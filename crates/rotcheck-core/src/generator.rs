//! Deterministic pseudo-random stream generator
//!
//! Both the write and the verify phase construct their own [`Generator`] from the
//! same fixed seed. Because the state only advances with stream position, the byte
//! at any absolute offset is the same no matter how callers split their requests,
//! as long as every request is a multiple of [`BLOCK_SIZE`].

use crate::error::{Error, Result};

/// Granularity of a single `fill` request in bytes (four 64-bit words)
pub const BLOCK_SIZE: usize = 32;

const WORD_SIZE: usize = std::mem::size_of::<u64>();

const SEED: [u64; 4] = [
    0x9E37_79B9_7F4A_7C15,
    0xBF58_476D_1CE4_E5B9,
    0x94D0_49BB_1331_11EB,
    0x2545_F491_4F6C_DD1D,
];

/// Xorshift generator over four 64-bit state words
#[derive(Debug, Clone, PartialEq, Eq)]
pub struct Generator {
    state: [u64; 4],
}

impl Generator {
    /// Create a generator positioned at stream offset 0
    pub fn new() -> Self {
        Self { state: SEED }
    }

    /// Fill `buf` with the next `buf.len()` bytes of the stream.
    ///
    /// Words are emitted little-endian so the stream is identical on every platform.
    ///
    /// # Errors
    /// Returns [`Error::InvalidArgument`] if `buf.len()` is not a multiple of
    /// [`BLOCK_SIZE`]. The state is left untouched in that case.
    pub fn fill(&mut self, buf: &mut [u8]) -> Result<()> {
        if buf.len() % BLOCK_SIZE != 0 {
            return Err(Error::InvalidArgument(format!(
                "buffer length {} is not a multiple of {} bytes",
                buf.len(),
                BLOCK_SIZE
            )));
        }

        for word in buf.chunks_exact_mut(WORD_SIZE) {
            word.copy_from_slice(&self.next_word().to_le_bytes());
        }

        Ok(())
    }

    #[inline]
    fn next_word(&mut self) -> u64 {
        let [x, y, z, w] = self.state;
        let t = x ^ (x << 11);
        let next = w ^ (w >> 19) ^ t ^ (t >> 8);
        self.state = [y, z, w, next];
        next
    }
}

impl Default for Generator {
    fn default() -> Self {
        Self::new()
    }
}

=-=-=-=-=

Every line of the listing that includes the word "with" must be copied.

//! same fixed seed. Because the state only advances with stream position, the byte
    /// Fill `buf` with the next `buf.len()` bytes of the stream.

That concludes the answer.